People living with kidney disease are prone to developing secondary complications, and now a study by a group in BC’s Fraser Health region is shedding light on risk factors for a particularly dangerous one called calciphylaxis. The results suggest that peritoneal dialysis, and taking medications such as sevelamer and warfarin, are associated with increased risk.
“Calciphylaxis is a condition where calcium accumulates in the blood vessels or adipose (body fat) tissue, which causes skin ischemia (poor blood flow) and necrosis (where the tissue dies),” explains Ashley Jang, a clinical pharmacist at Burnaby Hospital who helped co-lead the study. “It’s really rare, but can be lethal.”
An estimated 1-4% of dialysis patients go on to develop calciphylaxis, which has a mortality rate of 50% at 12 months. Jang’s team was interested in identifying risk factors associated with the condition, which could help doctors more closely monitor patients who are at increased risk.
They began by analyzing the medical records of dialysis patients who have been treated for calciphylaxis in the Fraser Health region over a three-year period, comparing these data to patients who did not develop the condition.

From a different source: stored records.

#[actix_rt::test]
async fn auth_register_login_refresh_logout() {
    let pool = test_pool().await;
    let config = test_config();
    let app = init_app!(pool, config);

    let (access, refresh) = register_and_login!(app, "admin", 1, Option::<i64>::None);

    // duplicate username is rejected
    let resp = send_json!(
        app,
        post,
        "/auth/register",
        &json!({ "username": "admin", "password": "other", "role_id": 1 })
    );
    assert_eq!(resp.status(), StatusCode::CONFLICT);

    // wrong password is rejected
    let resp = send_json!(
        app,
        post,
        "/auth/login",
        &json!({ "username": "admin", "password": "wrong" })
    );
    assert_eq!(resp.status(), StatusCode::UNAUTHORIZED);

    // access token passes the auth middleware
    let resp = send!(app, get, "/api/protected", access);
    assert_eq!(resp.status(), StatusCode::OK);
    let body: Value = test::read_body_json(resp).await;
    assert_eq!(body["username"], "admin");

    // an access token is not accepted as a refresh token
    let resp = send!(app, post, "/auth/refresh", access);
    assert_eq!(resp.status(), StatusCode::UNAUTHORIZED);

    // rotation: refresh yields fresh tokens and revokes the old one
    let resp = send!(app, post, "/auth/refresh", refresh);
    assert_eq!(resp.status(), StatusCode::OK);
    let body: Value = test::read_body_json(resp).await;
    let rotated = body["refresh_token"].as_str().unwrap().to_string();

    let resp = send!(app, post, "/auth/refresh", refresh);
    assert_eq!(resp.status(), StatusCode::UNAUTHORIZED);

    // logout revokes, and is idempotent
    let resp = send!(app, post, "/auth/logout", rotated);
    assert_eq!(resp.status(), StatusCode::NO_CONTENT);
    let resp = send!(app, post, "/auth/logout", rotated);
    assert_eq!(resp.status(), StatusCode::NO_CONTENT);

    let resp = send!(app, post, "/auth/refresh", rotated);
    assert_eq!(resp.status(), StatusCode::UNAUTHORIZED);

    // no token at all
    let resp = test::call_service(
        &app,
        test::TestRequest::get()
            .uri("/api/protected")
            .peer_addr(peer())
            .to_request(),
    )
    .await;
    assert_eq!(resp.status(), StatusCode::UNAUTHORIZED);
}

#[actix_rt::test]
async fn employee_directory_crud_and_code_allocation() {
    let pool = test_pool().await;
    let config = test_config();
    let app = init_app!(pool, config);

    let (admin, _) = register_and_login!(app, "admin", 1, Option::<i64>::None);

    // first employee gets the first generated code
    let resp = send_json!(
        app,
        post,
        "/api/employee",
        &json!({
            "first_name": "Alex",
            "last_name": "Johnson",
            "email": "alex@hrmaster.com",
            "department": "Operations",
            "job_title": "HR Director",
            "hire_date": "2023-01-01"
        }),
        admin
    );
    assert_eq!(resp.status(), StatusCode::CREATED);
    let body: Value = test::read_body_json(resp).await;
    assert_eq!(body["employee_code"], "EMP0001");
    let id = body["id"].as_i64().unwrap();

    // availability probe reflects the allocation
    let resp = send!(app, get, "/api/employee/code-available?code=EMP0001", admin);
    let body: Value = test::read_body_json(resp).await;
    assert_eq!(body["available"], json!(false));

    let resp = send!(app, get, "/api/employee/code-available?code=EMP9999", admin);
    let body: Value = test::read_body_json(resp).await;
    assert_eq!(body["available"], json!(true));

    // explicit duplicate code is rejected up front
    let resp = send_json!(
        app,
        post,
        "/api/employee",
        &json!({
            "employee_code": "emp0001",
            "first_name": "Dup",
            "last_name": "Licate",
            "email": "dup@hrmaster.com",
            "department": "Design",
            "job_title": "UI Designer",
            "hire_date": "2026-01-01"
        }),
        admin
    );
    assert_eq!(resp.status(), StatusCode::CONFLICT);

    // list + search
    let resp = send!(app, get, "/api/employee?search=Alex", admin);
    assert_eq!(resp.status(), StatusCode::OK);
    let body: Value = test::read_body_json(resp).await;
    assert_eq!(body["total"], json!(1));
    assert_eq!(body["data"][0]["employee_code"], "EMP0001");

    // read one
    let resp = send!(app, get, &format!("/api/employee/{}", id), admin);
    assert_eq!(resp.status(), StatusCode::OK);
    let body: Value = test::read_body_json(resp).await;
    assert_eq!(body["department"], "Operations");

    // partial update through the whitelist
    let resp = send_json!(
        app,
        put,
        &format!("/api/employee/{}", id),
        &json!({ "department": "People Ops" }),
        admin
    );
    assert_eq!(resp.status(), StatusCode::OK);

    let resp = send_json!(
        app,
        put,
        &format!("/api/employee/{}", id),
        &json!({ "password": "nope" }),
        admin
    );
    assert_eq!(resp.status(), StatusCode::BAD_REQUEST);

    // delete frees the code again
    let resp = send!(app, delete, &format!("/api/employee/{}", id), admin);
    assert_eq!(resp.status(), StatusCode::OK);

    let resp = send!(app, get, &format!("/api/employee/{}", id), admin);
    assert_eq!(resp.status(), StatusCode::NOT_FOUND);

    let resp = send!(app, get, "/api/employee/code-available?code=EMP0001", admin);
    let body: Value = test::read_body_json(resp).await;
    assert_eq!(body["available"], json!(true));
}

#[actix_rt::test]
async fn attendance_state_machine_over_the_api() {
    let pool = test_pool().await;
    let config = test_config();
    let app = init_app!(pool, config);

    let (admin, _) = register_and_login!(app, "admin", 1, Option::<i64>::None);
    let employee_id = create_employee!(app, admin, "sarah@hrmaster.com", "ATT0001");
    let (emp, _) = register_and_login!(app, "sarah", 3, Some(employee_id));

    // check-out with no record for today
    let resp = send!(app, put, "/api/attendance", emp);
    assert_eq!(resp.status(), StatusCode::BAD_REQUEST);
    let body: Value = test::read_body_json(resp).await;
    assert_eq!(body["message"], "no check-in record found for today");

    // check-in
    let resp = send!(app, post, "/api/attendance", emp);
    assert_eq!(resp.status(), StatusCode::OK);

    // a second check-in the same day is rejected
    let resp = send!(app, post, "/api/attendance", emp);
    assert_eq!(resp.status(), StatusCode::BAD_REQUEST);
    let body: Value = test::read_body_json(resp).await;
    assert_eq!(body["message"], "already checked in today");

    // check-out closes the day
    let resp = send!(app, put, "/api/attendance", emp);
    assert_eq!(resp.status(), StatusCode::OK);
    let body: Value = test::read_body_json(resp).await;
    let hours = body["working_hours"].as_f64().unwrap();
    assert!((0.0..0.1).contains(&hours), "hours was {}", hours);

    // the day is terminal: no re-check-out, no re-check-in
    let resp = send!(app, put, "/api/attendance", emp);
    assert_eq!(resp.status(), StatusCode::BAD_REQUEST);
    let resp = send!(app, post, "/api/attendance", emp);
    assert_eq!(resp.status(), StatusCode::BAD_REQUEST);

    // history for the current month carries the derived hours
    let resp = send!(app, get, "/api/attendance", emp);
    assert_eq!(resp.status(), StatusCode::OK);
    let body: Value = test::read_body_json(resp).await;
    let rows = body.as_array().unwrap();
    assert_eq!(rows.len(), 1);
    assert_eq!(rows[0]["status"], "Present");
    assert!(rows[0]["working_hours"].as_f64().unwrap() >= 0.0);

    // an employee cannot read someone else's history
    let resp = send!(
        app,
        get,
        &format!("/api/attendance?employee_id={}", employee_id + 1),
        emp
    );
    assert_eq!(resp.status(), StatusCode::FORBIDDEN);

    // HR/Admin can
    let resp = send!(
        app,
        get,
        &format!("/api/attendance?employee_id={}", employee_id),
        admin
    );
    assert_eq!(resp.status(), StatusCode::OK);
}

#[actix_rt::test]
async fn leave_workflow_and_role_gating() {
    let pool = test_pool().await;
    let config = test_config();
    let app = init_app!(pool, config);

    let (admin, _) = register_and_login!(app, "admin", 1, Option::<i64>::None);
    let employee_id = create_employee!(app, admin, "sarah@hrmaster.com", "LVE0001");
    let (emp, _) = register_and_login!(app, "sarah", 3, Some(employee_id));

    // reversed dates are rejected
    let resp = send_json!(
        app,
        post,
        "/api/leave",
        &json!({ "start_date": "2026-04-22", "end_date": "2026-04-21", "leave_type": "sick" }),
        emp
    );
    assert_eq!(resp.status(), StatusCode::BAD_REQUEST);

    let resp = send_json!(
        app,
        post,
        "/api/leave",
        &json!({ "start_date": "2026-04-21", "end_date": "2026-04-22", "leave_type": "sick" }),
        emp
    );
    assert_eq!(resp.status(), StatusCode::OK);

    // the employee sees their own application
    let resp = send!(app, get, "/api/leave", emp);
    assert_eq!(resp.status(), StatusCode::OK);
    let body: Value = test::read_body_json(resp).await;
    assert_eq!(body["total"], json!(1));
    let leave_id = body["data"][0]["id"].as_i64().unwrap();
    assert_eq!(body["data"][0]["status"], "pending");

    // employees cannot approve
    let resp = send!(app, put, &format!("/api/leave/{}/approve", leave_id), emp);
    assert_eq!(resp.status(), StatusCode::FORBIDDEN);

    // HR/Admin approves exactly once
    let resp = send!(app, put, &format!("/api/leave/{}/approve", leave_id), admin);
    assert_eq!(resp.status(), StatusCode::OK);
    let resp = send!(app, put, &format!("/api/leave/{}/approve", leave_id), admin);
    assert_eq!(resp.status(), StatusCode::BAD_REQUEST);
    let resp = send!(app, put, &format!("/api/leave/{}/reject", leave_id), admin);
    assert_eq!(resp.status(), StatusCode::BAD_REQUEST);

    let resp = send!(app, get, &format!("/api/leave/{}", leave_id), emp);
    assert_eq!(resp.status(), StatusCode::OK);
    let body: Value = test::read_body_json(resp).await;
    assert_eq!(body["status"], "approved");
}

The results show that, generally, older women with high body mass index may be more susceptible to developing calciphylaxis. But the top three factors found to be associated with developing the condition were peritoneal dialysis (6.6 times increased odds), and the use of sevelamer (8.6 times increased odds) and warfarin (5.1 times increased odds).
“The results regarding peritoneal dialysis were somewhat surprising,” says Jang, noting that this finding may need further investigation through follow-up studies. On the other hand, the data showing that the medications, sevelamer and warfarin, are associated with increased risk of calciphylaxis are consistent with the literature, and underscore the need to monitor these patients closely.
Mark Ho, a clinical pharmacist at Royal Columbian Hospital, was also involved in the study. He says these results can help clinicians be more cognizant of the calcium binders they prescribe to patients at high risk of calciphylaxis, and perhaps prompt them to monitor patients on warfarin more closely as well.